On how many lines of these entries does the word "ReportFormat" occur? State the number alone.

=======

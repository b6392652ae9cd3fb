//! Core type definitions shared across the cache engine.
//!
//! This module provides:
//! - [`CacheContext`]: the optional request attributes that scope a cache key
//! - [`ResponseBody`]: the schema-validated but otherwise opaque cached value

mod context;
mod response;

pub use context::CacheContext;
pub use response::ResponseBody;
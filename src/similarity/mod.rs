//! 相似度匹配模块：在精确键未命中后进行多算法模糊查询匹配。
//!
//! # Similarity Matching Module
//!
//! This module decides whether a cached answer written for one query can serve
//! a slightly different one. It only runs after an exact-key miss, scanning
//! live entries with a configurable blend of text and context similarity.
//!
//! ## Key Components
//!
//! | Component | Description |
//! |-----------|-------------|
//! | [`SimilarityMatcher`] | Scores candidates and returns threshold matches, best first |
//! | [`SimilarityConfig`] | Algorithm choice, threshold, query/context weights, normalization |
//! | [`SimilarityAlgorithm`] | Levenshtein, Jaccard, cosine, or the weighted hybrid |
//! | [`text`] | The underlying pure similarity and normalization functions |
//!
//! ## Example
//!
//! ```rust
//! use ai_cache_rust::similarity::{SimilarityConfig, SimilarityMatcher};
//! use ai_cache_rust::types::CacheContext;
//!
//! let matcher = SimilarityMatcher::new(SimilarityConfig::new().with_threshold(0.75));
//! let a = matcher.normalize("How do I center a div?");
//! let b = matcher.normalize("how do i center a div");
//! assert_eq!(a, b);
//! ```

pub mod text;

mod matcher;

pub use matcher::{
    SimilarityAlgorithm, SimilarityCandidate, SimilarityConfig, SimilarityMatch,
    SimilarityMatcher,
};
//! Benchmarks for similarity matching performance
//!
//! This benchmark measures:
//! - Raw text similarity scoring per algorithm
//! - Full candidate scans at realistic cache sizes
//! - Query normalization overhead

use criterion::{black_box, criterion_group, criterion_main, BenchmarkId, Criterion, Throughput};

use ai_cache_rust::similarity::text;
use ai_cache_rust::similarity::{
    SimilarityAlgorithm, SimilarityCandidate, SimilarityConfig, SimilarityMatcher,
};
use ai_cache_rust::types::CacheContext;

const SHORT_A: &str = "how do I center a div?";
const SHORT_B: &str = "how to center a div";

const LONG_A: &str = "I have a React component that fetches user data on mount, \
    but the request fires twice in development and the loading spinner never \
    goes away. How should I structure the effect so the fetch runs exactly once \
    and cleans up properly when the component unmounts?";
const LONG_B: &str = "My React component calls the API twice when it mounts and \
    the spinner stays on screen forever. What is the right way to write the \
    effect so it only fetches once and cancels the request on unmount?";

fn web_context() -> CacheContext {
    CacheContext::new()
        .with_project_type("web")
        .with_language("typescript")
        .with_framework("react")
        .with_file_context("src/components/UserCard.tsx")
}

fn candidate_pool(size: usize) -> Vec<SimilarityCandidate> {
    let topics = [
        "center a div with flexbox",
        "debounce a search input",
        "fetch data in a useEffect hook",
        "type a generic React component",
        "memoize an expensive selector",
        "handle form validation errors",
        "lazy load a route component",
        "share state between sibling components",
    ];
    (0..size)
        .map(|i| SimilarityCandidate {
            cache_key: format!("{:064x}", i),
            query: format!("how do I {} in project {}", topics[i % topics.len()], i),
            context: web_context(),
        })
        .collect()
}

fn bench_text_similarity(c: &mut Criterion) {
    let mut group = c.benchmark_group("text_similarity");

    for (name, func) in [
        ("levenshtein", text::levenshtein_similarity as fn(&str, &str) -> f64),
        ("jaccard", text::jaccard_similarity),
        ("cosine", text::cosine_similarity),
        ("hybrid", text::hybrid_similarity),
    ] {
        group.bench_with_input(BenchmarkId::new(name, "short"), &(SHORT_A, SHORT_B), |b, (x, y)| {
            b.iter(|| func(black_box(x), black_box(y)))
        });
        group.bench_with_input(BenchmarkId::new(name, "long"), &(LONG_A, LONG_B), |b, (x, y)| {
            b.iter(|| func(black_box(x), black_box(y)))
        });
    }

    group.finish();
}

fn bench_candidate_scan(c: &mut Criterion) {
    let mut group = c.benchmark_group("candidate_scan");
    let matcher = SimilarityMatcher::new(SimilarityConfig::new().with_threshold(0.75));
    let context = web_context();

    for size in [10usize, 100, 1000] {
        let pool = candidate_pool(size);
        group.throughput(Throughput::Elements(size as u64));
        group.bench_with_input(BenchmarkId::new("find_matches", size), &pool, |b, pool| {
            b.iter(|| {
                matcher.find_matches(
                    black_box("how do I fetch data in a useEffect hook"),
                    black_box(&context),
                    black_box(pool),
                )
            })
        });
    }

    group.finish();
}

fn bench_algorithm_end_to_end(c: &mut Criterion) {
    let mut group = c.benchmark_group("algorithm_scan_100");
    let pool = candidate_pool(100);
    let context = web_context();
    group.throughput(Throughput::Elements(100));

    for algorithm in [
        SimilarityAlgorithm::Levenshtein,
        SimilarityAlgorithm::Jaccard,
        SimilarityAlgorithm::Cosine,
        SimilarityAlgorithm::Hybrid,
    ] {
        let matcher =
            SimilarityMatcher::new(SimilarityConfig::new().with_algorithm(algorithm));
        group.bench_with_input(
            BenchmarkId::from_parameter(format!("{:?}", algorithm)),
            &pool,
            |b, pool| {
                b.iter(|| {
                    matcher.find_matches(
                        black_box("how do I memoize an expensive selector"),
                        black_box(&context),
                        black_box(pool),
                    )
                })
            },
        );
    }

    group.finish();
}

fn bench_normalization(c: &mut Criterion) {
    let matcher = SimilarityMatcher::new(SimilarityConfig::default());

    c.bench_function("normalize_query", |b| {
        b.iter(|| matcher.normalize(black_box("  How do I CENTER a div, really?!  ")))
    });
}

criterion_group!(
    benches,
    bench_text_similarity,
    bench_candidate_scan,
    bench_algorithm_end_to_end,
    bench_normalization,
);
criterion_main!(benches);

=======

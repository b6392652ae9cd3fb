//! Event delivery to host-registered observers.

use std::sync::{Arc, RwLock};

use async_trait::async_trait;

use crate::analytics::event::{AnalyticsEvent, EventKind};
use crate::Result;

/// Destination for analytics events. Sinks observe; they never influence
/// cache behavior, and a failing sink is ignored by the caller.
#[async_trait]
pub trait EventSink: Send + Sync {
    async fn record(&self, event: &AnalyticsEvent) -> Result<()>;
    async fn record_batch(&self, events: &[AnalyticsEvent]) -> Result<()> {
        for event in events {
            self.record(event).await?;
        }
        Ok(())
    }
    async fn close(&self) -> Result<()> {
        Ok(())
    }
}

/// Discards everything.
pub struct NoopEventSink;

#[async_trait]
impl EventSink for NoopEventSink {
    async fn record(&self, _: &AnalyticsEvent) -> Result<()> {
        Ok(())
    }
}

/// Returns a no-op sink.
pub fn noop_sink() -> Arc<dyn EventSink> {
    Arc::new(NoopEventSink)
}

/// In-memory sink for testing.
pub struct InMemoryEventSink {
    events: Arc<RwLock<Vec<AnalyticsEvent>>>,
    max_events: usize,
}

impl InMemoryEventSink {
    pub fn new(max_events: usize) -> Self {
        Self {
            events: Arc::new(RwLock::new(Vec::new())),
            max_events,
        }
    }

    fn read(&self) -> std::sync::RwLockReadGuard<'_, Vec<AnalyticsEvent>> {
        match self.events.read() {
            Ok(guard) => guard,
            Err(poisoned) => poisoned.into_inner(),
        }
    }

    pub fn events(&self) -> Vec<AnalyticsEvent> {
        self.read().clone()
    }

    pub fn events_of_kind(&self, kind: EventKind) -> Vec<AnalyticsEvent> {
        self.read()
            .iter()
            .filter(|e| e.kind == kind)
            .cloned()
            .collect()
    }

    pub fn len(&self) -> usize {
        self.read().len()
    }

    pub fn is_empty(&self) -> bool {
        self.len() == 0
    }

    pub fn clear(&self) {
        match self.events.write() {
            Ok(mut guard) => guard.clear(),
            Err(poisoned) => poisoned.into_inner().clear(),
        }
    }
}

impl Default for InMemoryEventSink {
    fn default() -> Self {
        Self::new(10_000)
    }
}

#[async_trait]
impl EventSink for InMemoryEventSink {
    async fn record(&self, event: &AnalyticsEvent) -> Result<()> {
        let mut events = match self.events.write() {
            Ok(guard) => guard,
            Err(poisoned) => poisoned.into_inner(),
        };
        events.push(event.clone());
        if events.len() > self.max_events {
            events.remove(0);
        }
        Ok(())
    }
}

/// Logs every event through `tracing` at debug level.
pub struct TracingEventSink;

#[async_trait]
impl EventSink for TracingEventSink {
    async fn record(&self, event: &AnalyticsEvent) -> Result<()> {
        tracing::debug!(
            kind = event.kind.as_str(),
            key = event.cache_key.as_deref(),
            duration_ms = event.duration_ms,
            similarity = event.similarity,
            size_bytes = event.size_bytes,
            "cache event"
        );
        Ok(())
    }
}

=======

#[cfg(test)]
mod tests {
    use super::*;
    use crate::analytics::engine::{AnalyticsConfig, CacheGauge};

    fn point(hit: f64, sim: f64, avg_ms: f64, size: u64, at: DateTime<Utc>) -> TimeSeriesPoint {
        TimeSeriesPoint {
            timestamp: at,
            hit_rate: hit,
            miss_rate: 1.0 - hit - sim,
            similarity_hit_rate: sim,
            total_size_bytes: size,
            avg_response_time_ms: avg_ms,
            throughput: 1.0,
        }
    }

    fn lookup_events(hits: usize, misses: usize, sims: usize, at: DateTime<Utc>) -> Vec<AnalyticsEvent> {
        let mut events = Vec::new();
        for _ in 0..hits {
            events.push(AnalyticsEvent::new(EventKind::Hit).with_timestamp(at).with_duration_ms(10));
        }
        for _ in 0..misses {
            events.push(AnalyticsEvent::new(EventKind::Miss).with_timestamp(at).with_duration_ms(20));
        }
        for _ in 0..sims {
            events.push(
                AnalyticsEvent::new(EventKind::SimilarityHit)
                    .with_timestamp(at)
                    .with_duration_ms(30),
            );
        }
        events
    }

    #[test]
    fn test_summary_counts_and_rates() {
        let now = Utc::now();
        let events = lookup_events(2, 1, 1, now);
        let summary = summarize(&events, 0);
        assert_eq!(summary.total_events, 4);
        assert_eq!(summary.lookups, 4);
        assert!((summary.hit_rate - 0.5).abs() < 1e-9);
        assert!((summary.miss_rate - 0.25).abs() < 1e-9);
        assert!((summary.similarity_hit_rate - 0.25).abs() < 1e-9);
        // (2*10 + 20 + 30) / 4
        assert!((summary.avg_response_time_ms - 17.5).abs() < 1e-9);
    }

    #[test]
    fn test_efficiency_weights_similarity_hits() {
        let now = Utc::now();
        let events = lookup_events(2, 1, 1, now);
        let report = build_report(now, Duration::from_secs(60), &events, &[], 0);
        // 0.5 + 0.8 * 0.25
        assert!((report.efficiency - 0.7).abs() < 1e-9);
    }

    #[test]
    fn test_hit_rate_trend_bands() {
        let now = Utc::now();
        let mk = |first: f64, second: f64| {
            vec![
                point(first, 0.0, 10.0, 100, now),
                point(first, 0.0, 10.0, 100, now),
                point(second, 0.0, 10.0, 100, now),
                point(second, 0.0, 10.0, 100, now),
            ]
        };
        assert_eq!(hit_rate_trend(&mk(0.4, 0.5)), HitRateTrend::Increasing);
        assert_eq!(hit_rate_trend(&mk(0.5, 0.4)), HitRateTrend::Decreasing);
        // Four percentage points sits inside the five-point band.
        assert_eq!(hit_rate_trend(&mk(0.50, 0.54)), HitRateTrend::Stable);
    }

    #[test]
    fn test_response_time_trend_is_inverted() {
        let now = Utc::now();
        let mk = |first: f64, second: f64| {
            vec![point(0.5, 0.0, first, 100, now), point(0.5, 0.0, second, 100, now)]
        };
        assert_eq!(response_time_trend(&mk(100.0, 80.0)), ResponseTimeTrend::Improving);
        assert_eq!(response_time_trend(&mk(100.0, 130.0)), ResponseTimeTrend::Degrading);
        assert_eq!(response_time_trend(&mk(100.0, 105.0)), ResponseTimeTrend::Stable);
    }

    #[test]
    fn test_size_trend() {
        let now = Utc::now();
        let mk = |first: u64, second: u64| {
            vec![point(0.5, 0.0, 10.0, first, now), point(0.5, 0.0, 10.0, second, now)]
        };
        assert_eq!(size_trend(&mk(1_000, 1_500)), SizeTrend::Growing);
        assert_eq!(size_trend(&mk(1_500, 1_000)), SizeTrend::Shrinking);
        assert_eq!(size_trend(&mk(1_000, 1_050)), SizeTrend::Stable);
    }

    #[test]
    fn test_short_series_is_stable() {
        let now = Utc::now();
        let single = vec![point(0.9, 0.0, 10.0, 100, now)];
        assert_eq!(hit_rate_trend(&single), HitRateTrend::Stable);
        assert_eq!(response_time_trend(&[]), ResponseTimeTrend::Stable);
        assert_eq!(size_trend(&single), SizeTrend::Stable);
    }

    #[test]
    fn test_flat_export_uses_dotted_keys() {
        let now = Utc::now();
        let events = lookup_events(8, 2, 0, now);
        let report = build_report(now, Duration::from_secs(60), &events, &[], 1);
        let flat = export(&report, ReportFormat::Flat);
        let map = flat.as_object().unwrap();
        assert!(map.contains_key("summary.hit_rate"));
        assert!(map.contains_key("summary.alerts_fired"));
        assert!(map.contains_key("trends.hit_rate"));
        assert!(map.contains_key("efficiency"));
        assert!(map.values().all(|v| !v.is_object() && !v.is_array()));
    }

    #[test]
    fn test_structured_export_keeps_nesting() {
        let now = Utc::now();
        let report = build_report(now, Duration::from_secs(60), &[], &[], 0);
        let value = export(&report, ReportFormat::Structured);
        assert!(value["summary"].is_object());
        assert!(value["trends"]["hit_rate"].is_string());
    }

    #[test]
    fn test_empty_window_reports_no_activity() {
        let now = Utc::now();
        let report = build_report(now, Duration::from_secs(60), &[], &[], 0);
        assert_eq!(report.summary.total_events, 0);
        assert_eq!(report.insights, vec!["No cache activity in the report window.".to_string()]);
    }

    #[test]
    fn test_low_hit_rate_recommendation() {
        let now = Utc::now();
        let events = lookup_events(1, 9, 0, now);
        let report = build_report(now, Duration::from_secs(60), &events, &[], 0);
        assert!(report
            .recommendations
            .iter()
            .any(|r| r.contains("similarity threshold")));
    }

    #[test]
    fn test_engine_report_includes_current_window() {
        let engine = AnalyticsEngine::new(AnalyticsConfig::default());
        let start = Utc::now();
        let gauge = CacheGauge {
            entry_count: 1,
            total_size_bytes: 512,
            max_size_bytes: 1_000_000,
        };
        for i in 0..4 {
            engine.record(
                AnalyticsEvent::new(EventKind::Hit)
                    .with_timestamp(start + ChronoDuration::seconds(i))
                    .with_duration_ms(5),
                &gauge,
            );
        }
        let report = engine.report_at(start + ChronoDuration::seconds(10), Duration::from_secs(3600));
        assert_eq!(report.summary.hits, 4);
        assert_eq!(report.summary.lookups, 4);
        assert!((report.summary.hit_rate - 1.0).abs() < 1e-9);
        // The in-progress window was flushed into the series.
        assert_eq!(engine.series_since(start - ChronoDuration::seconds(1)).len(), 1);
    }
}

=======

- _Exercise answer_: 2